Israel’s West Bank Occupation Is a Danger to Women

Women in the West Bank face daily harassment by Israeli settlers and troops. While Israel often paints itself as more forward-thinking on women’s rights, its occupation crushes Palestinian women’s autonomy and exposes them to violence.

Israeli army demolish a Palestinian-owned home in the West Bank

Israel often presents itself as a champion of women’s rights. In the West Bank, the harassment of Palestinian women by Israeli settlers and troops tells the opposite story. (Hisham K. K. Abu Shaqra / Anadolu via Getty Images)


Being a woman in Palestine means experiencing violence on two parallel tracks. There is the violence inflicted by the Israeli state, its military and settlers. There is also the violence perpetrated by men, whether soldiers, settlers, or husbands. Beyond the most visible manifestations of the Israeli occupation — arbitrary executions, home demolitions, land confiscations, and forced displacement — it also slowly tears away at the fabric of Palestinian society.

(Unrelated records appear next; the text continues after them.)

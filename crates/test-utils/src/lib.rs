//! Shared test utilities for ironvault crates.
//!
//! - [`TestDir`]: managed temporary directory
//! - [`assert_eventually`]: poll a condition until it holds or a timeout expires
//! - [`TestKeys`] and the `test_*_config` helpers: valid key material and fast settings
//! - [`strategies`]: proptest generators for identifiers

#![deny(unsafe_code)]
#![cfg_attr(test, allow(clippy::disallowed_methods))]

mod test_dir;
pub use test_dir::TestDir;

mod assertions;
pub use assertions::{assert_eventually, assert_eventually_every};

mod fixtures;
pub use fixtures::{TestKeys, test_broker_config, test_consumer_config, test_topics_config};

pub mod strategies;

Palestinian feminists and social workers have long recognized the connection between internal violence, sustained by patriarchal cultural codes, and external violence imposed by the Israeli army and settlers. This relationship operates on multiple levels, making the work of feminist organizations extraordinarily difficult. On the one hand, the daily harassment and attacks endured by West Bank communities steadily reduce women’s participation in social life, forcing them back into the home. On the other hand, collective trauma and individual humiliation intensify interpersonal violence and the gradual erosion of emotional bonds. The effect is that violence is passed down from the powerful to the vulnerable — with women and children bearing the brunt.

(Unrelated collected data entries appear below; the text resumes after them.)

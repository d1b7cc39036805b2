use ironvault_memdb::{PRIMARY_INDEX, Reader, TableRecord, WriteTxn};
use tracing::trace;

use crate::{
    error::Result,
    model::{AuthSource, Entity, EntityAlias},
    schema::{ENTITY_ALIAS_SOURCE_INDEX, SOURCE_NAME_INDEX, USER_ID_INDEX},
};

/// Entity rows, one per principal.
pub struct EntityRepo;

impl EntityRepo {
    /// Entity of a principal.
    ///
    /// # Errors
    ///
    /// Returns an error if the lookup arguments are malformed.
    pub fn by_user<R: Reader>(reader: &R, user_id: &str) -> Result<Option<Entity>> {
        Ok(reader.first_as::<Entity>(USER_ID_INDEX, &[user_id])?)
    }

    /// Upserts the entity of `user_id`, keeping the row UUID when one exists.
    ///
    /// # Errors
    ///
    /// Returns the store error if the row cannot be written.
    pub fn ensure(txn: &mut WriteTxn<'_>, user_id: &str, name: &str) -> Result<Entity> {
        let uuid = match Self::by_user(&*txn, user_id)? {
            Some(existing) => existing.uuid,
            None => uuid::Uuid::new_v4().to_string(),
        };
        let entity = Entity { uuid, name: name.to_string(), user_id: user_id.to_string() };
        txn.insert(entity.clone())?;
        Ok(entity)
    }

    /// Removes the entity of `user_id`, if any.
    ///
    /// # Errors
    ///
    /// Returns the store error if the row cannot be removed.
    pub fn delete_by_user(txn: &mut WriteTxn<'_>, user_id: &str) -> Result<Option<Entity>> {
        let Some(entity) = Self::by_user(&*txn, user_id)? else {
            return Ok(None);
        };
        txn.remove(Entity::TABLE, &entity.uuid)?;
        Ok(Some(entity))
    }
}

/// Entity alias rows, one per (principal, auth source).
pub struct EntityAliasRepo;

impl EntityAliasRepo {
    /// Alias of a principal under one source.
    ///
    /// # Errors
    ///
    /// Returns an error if the lookup arguments are malformed.
    pub fn get<R: Reader>(reader: &R, user_id: &str, source_name: &str) -> Result<Option<EntityAlias>> {
        Ok(reader.first_as::<EntityAlias>(ENTITY_ALIAS_SOURCE_INDEX, &[user_id, source_name])?)
    }

    /// Every alias of a principal.
    ///
    /// # Errors
    ///
    /// Returns an error if the lookup arguments are malformed.
    pub fn by_user<R: Reader>(reader: &R, user_id: &str) -> Result<Vec<EntityAlias>> {
        Ok(reader.get_as::<EntityAlias>(USER_ID_INDEX, &[user_id])?)
    }

    /// Every alias under one source.
    ///
    /// # Errors
    ///
    /// Returns an error if the lookup arguments are malformed.
    pub fn by_source<R: Reader>(reader: &R, source_name: &str) -> Result<Vec<EntityAlias>> {
        Ok(reader.get_as::<EntityAlias>(SOURCE_NAME_INDEX, &[source_name])?)
    }

    /// Upserts the alias of `user_id` under `source_name`, reusing the row UUID.
    ///
    /// # Errors
    ///
    /// Returns the store error if the row cannot be written.
    pub fn put(txn: &mut WriteTxn<'_>, user_id: &str, source_name: &str, name: &str) -> Result<EntityAlias> {
        let uuid = match Self::get(&*txn, user_id, source_name)? {
            Some(existing) => existing.uuid,
            None => uuid::Uuid::new_v4().to_string(),
        };
        let alias = EntityAlias {
            uuid,
            user_id: user_id.to_string(),
            name: name.to_string(),
            source_name: source_name.to_string(),
        };
        txn.insert(alias.clone())?;
        trace!(user_id, source_name, name, "entity alias stored");
        Ok(alias)
    }

    /// Removes one alias row.
    ///
    /// # Errors
    ///
    /// Returns the store error if the row cannot be removed.
    pub fn delete(txn: &mut WriteTxn<'_>, alias: &EntityAlias) -> Result<()> {
        txn.remove(EntityAlias::TABLE, &alias.uuid)?;
        Ok(())
    }

    /// Removes every alias of a principal. Returns how many were removed.
    ///
    /// # Errors
    ///
    /// Returns the store error if a row cannot be removed.
    pub fn delete_by_user(txn: &mut WriteTxn<'_>, user_id: &str) -> Result<usize> {
        let aliases = Self::by_user(&*txn, user_id)?;
        for alias in &aliases {
            Self::delete(txn, alias)?;
        }
        Ok(aliases.len())
    }

    /// Removes every alias under one source. Returns how many were removed.
    ///
    /// # Errors
    ///
    /// Returns the store error if a row cannot be removed.
    pub fn delete_by_source(txn: &mut WriteTxn<'_>, source_name: &str) -> Result<usize> {
        let aliases = Self::by_source(&*txn, source_name)?;
        for alias in &aliases {
            Self::delete(txn, alias)?;
        }
        Ok(aliases.len())
    }
}

/// Configured auth sources.
pub struct AuthSourceRepo;

impl AuthSourceRepo {
    /// Every source in name order.
    ///
    /// # Errors
    ///
    /// Returns an error if the table is not declared.
    pub fn list<R: Reader>(reader: &R) -> Result<Vec<AuthSource>> {
        Ok(reader.list_as::<AuthSource>()?)
    }

    /// Source by name.
    ///
    /// # Errors
    ///
    /// Returns an error if the lookup arguments are malformed.
    pub fn get<R: Reader>(reader: &R, name: &str) -> Result<Option<AuthSource>> {
        Ok(reader.first_as::<AuthSource>(PRIMARY_INDEX, &[name])?)
    }

    /// Upserts a source.
    ///
    /// # Errors
    ///
    /// Returns the store error if the row cannot be written.
    pub fn put(txn: &mut WriteTxn<'_>, source: AuthSource) -> Result<()> {
        txn.insert(source)?;
        Ok(())
    }

    /// Removes a source and every alias under it.
    ///
    /// # Errors
    ///
    /// Returns the store error if a row cannot be removed.
    pub fn delete(txn: &mut WriteTxn<'_>, name: &str) -> Result<bool> {
        let removed = txn.remove(AuthSource::TABLE, name)?.is_some();
        EntityAliasRepo::delete_by_source(txn, name)?;
        Ok(removed)
    }
}

#[cfg(test)]
#[allow(clippy::unwrap_used, clippy::expect_used, clippy::disallowed_methods)]
mod tests {
    use super::*;
    use crate::{model::EntityAliasName, store::IamStore};

    const U1: &str = "00000000-0000-4000-a000-0000000000a1";
    const U2: &str = "00000000-0000-4000-a000-0000000000a2";

    #[test]
    fn test_entity_ensure_keeps_uuid() {
        let store = IamStore::open().expect("store");
        let mut txn = store.write().expect("txn");
        let first = EntityRepo::ensure(&mut txn, U1, "alice@t").expect("entity");
        let renamed = EntityRepo::ensure(&mut txn, U1, "alice@t2").expect("entity");
        assert_eq!(first.uuid, renamed.uuid);
        assert_eq!(txn.list_as::<Entity>().expect("list").len(), 1);
        assert_eq!(EntityRepo::delete_by_user(&mut txn, U1).expect("delete").map(|e| e.name), Some("alice@t2".to_string()));
        assert!(EntityRepo::delete_by_user(&mut txn, U1).expect("second delete").is_none());
    }

    #[test]
    fn test_alias_put_is_idempotent_per_source() {
        let store = IamStore::open().expect("store");
        let mut txn = store.write().expect("txn");
        let a = EntityAliasRepo::put(&mut txn, U1, "oidc", "alice@example.com").expect("alias");
        let b = EntityAliasRepo::put(&mut txn, U1, "oidc", "alice@example.com").expect("alias");
        assert_eq!(a, b);
        EntityAliasRepo::put(&mut txn, U1, "ldap", U1).expect("alias");
        EntityAliasRepo::put(&mut txn, U2, "oidc", "bob@example.com").expect("alias");

        assert_eq!(EntityAliasRepo::by_user(&txn, U1).expect("by user").len(), 2);
        assert_eq!(EntityAliasRepo::by_source(&txn, "oidc").expect("by source").len(), 2);
        assert_eq!(EntityAliasRepo::delete_by_user(&mut txn, U1).expect("delete"), 2);
        assert_eq!(EntityAliasRepo::by_user(&txn, U2).expect("other user").len(), 1);
    }

    #[test]
    fn test_auth_source_delete_drops_its_aliases() {
        let store = IamStore::open().expect("store");
        let mut txn = store.write().expect("txn");
        AuthSourceRepo::put(&mut txn, AuthSource::for_users("oidc", EntityAliasName::Email)).expect("source");
        EntityAliasRepo::put(&mut txn, U1, "oidc", "alice@example.com").expect("alias");
        EntityAliasRepo::put(&mut txn, U1, "ldap", U1).expect("alias");

        assert!(AuthSourceRepo::delete(&mut txn, "oidc").expect("delete"));
        assert!(AuthSourceRepo::get(&txn, "oidc").expect("get").is_none());
        let left = EntityAliasRepo::by_user(&txn, U1).expect("aliases");
        assert_eq!(left.len(), 1);
        assert_eq!(left[0].source_name, "ldap");
        assert!(!AuthSourceRepo::delete(&mut txn, "oidc").expect("absent"));
    }
}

“Where the occupation is most severe, particularly in Area C [the fully Israeli-controlled area of the West Bank], in refugee camps, or in cities like Hebron that contain settlements, we see a significant increase in gender-based and child violence compared to Area A,” explains Khawla Al Azraq, director-general of the Palestinian NGO Psychosocial Counseling Center for Women (PSCCW). This applies both to violence by occupation forces and to violence within families. This was true even before October 7, 2023: according to a PSCCW report published four weeks earlier, five women in Hebron reported being stripped and threatened with weapons and dogs by Israeli soldiers in front of their children. At the same time, worsening living conditions contribute to rising rates of post-traumatic stress disorder which, in the absence of a public system for addressing psychosocial trauma, often feeds into violence turned inward, against family members.